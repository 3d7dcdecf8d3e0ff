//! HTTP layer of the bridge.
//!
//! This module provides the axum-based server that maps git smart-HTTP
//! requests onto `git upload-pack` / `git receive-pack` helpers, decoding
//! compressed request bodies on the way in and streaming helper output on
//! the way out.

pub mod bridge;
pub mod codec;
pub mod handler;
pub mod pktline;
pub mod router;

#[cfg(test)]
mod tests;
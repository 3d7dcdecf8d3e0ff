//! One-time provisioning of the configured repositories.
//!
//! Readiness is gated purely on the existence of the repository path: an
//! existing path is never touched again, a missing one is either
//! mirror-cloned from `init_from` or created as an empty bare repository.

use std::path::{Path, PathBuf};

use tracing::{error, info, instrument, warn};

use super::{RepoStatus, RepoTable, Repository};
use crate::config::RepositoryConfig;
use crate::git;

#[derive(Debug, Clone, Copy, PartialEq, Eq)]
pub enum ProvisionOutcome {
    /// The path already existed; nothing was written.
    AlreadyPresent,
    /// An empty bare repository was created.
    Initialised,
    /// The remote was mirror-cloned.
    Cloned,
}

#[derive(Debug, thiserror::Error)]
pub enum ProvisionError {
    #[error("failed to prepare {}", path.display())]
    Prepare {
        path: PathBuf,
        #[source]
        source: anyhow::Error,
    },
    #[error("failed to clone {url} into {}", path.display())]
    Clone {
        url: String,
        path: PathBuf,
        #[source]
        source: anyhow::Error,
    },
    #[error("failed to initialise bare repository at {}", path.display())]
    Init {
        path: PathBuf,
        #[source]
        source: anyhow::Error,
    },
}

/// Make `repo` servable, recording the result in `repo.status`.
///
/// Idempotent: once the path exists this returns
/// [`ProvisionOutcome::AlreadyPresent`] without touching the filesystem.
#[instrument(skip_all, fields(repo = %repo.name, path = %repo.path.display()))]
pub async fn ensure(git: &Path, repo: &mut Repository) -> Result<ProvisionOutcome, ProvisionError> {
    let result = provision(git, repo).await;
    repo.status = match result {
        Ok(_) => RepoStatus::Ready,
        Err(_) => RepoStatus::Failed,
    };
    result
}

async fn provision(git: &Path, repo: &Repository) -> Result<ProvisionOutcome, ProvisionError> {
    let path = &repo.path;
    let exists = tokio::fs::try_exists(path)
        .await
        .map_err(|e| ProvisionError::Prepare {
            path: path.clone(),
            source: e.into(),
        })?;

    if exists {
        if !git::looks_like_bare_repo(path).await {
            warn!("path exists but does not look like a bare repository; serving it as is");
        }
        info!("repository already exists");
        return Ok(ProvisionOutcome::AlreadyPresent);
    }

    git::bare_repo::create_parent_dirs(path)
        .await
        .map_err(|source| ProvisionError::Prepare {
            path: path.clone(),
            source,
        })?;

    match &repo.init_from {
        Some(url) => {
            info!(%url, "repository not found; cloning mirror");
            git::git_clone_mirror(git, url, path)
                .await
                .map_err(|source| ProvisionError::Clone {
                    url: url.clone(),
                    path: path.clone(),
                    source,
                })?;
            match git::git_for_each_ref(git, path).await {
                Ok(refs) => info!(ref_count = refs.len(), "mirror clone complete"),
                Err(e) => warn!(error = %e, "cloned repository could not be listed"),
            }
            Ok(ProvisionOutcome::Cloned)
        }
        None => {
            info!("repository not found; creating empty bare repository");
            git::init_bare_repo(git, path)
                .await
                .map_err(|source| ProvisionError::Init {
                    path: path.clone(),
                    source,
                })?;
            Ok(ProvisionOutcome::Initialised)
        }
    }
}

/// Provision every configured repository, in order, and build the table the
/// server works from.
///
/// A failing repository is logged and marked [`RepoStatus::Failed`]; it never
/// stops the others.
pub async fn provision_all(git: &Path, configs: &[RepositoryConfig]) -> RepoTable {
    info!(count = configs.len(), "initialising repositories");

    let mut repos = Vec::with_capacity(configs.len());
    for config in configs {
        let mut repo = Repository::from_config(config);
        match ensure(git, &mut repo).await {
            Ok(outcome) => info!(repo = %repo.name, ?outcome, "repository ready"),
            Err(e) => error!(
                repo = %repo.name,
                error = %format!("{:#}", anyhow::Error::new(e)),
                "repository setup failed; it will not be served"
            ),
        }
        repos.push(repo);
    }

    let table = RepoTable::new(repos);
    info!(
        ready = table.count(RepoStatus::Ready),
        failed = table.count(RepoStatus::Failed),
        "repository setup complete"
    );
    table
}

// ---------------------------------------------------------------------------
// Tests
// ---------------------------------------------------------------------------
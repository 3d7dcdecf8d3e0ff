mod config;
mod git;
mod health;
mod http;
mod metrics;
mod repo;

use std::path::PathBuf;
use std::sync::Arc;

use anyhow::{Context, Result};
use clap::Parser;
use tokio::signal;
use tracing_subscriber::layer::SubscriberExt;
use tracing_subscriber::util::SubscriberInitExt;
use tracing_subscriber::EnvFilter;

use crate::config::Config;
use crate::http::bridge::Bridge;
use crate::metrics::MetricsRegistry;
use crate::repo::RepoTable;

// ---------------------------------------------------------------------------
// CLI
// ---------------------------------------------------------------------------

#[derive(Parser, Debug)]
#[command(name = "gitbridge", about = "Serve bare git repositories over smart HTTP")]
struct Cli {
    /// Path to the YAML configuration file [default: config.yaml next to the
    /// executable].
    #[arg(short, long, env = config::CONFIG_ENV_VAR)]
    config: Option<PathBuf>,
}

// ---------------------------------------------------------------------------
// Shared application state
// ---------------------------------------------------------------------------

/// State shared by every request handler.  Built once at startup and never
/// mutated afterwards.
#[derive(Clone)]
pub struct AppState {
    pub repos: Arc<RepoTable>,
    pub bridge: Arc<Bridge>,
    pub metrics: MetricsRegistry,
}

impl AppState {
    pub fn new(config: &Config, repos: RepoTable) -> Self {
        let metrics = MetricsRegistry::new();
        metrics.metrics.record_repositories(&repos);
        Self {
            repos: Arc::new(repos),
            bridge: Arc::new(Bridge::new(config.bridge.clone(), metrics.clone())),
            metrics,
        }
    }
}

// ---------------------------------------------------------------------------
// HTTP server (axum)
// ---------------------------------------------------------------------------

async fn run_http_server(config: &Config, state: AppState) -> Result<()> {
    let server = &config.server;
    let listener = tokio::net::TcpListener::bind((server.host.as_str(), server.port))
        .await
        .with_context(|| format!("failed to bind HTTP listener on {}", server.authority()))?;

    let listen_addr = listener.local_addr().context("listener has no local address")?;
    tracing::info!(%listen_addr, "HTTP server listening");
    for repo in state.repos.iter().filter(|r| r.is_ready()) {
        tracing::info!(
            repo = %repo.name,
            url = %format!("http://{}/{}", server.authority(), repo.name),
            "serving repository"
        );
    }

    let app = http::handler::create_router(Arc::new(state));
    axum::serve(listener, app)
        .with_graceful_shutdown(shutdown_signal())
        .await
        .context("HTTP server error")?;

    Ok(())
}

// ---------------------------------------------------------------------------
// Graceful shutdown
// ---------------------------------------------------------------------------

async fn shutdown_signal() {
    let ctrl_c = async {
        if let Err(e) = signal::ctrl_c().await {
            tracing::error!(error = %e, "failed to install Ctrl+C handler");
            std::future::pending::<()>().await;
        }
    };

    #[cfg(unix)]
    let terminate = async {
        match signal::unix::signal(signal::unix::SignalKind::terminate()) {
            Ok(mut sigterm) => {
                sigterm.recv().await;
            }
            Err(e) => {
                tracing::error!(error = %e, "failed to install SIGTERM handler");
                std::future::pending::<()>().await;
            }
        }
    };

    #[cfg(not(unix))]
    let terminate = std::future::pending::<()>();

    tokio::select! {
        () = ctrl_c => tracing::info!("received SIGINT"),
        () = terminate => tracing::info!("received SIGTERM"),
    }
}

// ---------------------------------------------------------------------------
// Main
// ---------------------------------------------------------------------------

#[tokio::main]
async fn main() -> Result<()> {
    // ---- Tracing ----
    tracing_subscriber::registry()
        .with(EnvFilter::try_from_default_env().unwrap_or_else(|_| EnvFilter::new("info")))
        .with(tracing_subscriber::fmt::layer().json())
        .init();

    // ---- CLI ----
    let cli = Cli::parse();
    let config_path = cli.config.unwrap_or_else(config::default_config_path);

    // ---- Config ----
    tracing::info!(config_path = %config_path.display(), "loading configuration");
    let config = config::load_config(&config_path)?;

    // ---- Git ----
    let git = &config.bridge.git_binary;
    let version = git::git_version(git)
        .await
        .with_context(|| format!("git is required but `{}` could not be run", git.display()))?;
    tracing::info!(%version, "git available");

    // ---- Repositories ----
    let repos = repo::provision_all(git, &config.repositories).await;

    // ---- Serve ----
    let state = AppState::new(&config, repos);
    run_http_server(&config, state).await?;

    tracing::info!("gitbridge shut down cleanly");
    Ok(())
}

========

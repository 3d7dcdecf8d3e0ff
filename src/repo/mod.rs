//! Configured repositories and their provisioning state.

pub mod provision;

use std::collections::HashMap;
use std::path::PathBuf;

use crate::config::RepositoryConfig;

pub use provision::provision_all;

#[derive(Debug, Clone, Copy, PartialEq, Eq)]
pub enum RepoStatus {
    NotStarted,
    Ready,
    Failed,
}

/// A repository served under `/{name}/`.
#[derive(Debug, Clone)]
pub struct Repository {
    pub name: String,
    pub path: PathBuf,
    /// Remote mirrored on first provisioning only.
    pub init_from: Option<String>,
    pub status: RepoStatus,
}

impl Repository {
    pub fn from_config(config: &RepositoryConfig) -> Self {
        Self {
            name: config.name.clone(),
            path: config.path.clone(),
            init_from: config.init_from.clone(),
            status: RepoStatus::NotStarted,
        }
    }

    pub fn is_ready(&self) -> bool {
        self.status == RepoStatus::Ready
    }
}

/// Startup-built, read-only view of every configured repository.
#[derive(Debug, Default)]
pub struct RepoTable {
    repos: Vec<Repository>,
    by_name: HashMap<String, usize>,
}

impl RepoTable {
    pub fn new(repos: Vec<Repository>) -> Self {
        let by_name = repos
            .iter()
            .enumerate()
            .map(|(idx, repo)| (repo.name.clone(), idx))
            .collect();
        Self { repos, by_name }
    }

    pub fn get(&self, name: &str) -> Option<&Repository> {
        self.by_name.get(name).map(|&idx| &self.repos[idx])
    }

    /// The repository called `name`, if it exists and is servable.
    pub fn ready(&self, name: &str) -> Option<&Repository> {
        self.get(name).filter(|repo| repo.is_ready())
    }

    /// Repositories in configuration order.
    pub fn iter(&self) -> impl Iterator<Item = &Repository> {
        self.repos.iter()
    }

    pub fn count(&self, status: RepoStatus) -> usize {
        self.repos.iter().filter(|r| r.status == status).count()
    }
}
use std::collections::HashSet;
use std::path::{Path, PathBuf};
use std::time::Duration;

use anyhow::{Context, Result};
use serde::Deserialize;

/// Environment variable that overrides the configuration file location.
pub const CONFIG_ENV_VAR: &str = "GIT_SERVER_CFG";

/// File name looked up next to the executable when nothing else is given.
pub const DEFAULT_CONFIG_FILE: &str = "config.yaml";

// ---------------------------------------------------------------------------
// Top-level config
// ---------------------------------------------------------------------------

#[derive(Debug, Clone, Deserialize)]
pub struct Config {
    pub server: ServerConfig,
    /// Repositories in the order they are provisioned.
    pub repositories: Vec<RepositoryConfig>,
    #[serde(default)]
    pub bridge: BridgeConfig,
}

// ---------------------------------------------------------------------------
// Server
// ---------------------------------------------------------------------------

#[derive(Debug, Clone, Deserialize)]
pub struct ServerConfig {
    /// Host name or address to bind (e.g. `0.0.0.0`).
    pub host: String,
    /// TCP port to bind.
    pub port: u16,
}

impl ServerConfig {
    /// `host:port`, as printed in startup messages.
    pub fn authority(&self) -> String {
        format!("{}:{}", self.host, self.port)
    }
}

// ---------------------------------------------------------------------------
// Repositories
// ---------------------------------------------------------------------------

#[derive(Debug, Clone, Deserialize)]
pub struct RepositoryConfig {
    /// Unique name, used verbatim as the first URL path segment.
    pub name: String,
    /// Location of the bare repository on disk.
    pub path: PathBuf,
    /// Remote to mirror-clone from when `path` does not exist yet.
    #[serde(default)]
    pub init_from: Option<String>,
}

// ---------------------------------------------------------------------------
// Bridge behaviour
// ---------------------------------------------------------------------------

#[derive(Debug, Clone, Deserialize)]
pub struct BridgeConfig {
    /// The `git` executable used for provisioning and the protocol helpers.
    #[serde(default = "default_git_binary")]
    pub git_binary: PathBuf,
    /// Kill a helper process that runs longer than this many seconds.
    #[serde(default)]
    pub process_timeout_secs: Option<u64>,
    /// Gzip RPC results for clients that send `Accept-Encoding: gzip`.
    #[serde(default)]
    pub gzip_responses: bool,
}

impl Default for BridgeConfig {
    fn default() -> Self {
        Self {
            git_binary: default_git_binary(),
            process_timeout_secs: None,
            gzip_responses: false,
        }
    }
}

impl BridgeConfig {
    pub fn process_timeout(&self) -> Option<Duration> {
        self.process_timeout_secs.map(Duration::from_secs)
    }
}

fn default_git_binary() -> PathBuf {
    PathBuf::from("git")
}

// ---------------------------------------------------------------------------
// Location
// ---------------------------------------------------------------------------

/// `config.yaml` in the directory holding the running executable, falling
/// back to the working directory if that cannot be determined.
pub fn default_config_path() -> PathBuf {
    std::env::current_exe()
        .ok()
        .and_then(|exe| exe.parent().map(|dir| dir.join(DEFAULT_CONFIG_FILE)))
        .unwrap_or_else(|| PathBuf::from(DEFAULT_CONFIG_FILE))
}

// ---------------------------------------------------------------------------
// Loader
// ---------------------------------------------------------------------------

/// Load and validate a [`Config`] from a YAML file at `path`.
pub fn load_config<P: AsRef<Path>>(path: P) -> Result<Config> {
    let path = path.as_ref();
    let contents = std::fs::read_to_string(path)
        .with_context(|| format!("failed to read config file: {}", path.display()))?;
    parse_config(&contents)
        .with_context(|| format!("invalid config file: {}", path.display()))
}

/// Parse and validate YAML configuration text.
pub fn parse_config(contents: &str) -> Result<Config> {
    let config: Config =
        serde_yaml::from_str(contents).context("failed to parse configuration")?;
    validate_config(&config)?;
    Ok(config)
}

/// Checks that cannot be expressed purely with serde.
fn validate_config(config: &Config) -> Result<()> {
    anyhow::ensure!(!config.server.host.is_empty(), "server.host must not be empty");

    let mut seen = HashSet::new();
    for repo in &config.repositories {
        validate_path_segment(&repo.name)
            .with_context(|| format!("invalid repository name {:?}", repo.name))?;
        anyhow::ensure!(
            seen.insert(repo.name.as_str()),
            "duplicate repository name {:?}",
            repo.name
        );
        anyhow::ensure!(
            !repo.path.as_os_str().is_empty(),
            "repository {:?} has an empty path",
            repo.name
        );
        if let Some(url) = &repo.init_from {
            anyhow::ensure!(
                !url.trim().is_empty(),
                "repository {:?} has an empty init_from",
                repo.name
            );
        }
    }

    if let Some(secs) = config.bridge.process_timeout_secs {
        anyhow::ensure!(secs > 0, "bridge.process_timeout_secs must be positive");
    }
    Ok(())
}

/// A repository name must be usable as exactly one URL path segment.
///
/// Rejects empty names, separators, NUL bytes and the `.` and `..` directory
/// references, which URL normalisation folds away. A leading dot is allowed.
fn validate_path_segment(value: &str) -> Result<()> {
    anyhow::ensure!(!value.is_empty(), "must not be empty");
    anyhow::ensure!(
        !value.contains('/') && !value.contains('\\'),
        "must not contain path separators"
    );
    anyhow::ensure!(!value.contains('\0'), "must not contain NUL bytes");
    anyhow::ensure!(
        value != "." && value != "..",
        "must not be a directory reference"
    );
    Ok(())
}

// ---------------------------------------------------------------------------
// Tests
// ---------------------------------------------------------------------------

========

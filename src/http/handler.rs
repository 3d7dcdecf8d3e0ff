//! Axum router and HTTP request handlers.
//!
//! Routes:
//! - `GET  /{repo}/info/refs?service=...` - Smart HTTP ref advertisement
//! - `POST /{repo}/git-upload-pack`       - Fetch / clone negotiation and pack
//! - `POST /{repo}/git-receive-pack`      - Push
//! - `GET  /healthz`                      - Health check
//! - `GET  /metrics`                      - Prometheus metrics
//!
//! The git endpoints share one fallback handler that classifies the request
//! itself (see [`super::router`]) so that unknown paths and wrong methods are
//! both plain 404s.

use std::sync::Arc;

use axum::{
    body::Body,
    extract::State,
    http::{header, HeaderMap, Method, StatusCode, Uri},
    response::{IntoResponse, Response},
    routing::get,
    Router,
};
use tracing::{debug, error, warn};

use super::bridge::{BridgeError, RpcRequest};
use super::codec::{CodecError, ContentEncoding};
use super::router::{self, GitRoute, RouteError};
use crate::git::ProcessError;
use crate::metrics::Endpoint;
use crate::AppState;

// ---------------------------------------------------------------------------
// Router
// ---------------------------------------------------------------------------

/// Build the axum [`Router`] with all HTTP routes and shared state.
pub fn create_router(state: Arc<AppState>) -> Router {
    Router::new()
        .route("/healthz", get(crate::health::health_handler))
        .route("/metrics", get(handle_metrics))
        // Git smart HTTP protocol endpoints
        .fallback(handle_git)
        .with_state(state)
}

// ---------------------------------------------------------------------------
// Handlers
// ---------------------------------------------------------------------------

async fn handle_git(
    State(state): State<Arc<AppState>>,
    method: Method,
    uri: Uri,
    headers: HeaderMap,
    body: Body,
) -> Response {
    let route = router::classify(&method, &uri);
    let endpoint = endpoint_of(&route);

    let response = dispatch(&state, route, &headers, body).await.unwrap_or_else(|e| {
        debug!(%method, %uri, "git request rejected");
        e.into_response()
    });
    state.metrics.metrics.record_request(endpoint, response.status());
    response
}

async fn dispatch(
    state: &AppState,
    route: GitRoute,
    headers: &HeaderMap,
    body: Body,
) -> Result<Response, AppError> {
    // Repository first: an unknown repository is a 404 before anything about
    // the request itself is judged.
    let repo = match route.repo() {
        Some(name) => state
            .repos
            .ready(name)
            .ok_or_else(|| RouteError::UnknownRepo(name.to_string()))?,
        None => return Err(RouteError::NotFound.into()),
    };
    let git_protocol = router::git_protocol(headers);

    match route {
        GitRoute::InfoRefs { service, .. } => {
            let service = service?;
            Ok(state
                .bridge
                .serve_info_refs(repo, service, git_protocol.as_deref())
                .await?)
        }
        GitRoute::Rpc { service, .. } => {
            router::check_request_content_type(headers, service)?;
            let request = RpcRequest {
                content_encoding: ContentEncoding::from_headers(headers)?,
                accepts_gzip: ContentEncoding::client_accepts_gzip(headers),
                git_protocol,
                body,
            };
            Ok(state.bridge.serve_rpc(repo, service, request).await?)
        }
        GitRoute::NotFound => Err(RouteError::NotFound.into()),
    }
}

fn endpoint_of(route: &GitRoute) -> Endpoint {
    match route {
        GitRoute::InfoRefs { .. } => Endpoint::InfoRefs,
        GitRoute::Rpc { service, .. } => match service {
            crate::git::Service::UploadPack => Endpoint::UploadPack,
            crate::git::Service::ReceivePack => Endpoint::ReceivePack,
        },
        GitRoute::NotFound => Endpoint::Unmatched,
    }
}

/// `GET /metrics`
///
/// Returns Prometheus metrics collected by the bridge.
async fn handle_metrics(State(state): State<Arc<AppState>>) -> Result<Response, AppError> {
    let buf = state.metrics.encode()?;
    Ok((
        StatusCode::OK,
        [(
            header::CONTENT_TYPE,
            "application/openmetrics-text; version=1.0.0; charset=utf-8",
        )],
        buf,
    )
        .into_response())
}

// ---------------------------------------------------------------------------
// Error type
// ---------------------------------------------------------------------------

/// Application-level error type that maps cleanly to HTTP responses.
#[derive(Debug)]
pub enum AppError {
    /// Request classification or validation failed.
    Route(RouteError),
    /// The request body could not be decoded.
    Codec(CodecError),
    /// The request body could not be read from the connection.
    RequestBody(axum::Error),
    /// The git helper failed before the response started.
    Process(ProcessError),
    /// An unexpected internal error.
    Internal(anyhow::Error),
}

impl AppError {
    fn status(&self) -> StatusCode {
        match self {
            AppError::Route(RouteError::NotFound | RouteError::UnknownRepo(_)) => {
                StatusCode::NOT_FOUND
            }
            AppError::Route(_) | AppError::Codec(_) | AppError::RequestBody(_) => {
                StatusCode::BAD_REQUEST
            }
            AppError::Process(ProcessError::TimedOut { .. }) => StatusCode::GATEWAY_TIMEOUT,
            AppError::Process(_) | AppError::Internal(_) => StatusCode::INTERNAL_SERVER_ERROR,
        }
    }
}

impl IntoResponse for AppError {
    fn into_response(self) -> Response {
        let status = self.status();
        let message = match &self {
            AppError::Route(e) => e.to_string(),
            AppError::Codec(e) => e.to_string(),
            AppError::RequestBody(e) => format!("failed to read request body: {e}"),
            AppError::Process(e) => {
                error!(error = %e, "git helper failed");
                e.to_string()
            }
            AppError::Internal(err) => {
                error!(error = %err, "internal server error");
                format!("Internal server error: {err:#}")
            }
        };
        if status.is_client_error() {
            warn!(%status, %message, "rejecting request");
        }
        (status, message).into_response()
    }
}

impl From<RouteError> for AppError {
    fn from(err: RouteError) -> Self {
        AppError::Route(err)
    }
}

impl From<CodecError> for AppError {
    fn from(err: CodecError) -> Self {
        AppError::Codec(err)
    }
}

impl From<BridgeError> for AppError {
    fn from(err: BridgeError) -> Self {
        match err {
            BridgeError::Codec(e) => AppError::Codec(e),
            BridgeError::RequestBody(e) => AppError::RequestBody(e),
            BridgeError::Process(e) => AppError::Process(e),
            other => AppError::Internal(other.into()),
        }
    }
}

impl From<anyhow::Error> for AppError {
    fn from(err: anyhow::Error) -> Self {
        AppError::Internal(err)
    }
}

========

The problem — Count how many lines of the material hold the string "HashMap". Give the number and nothing more.

Written response — 2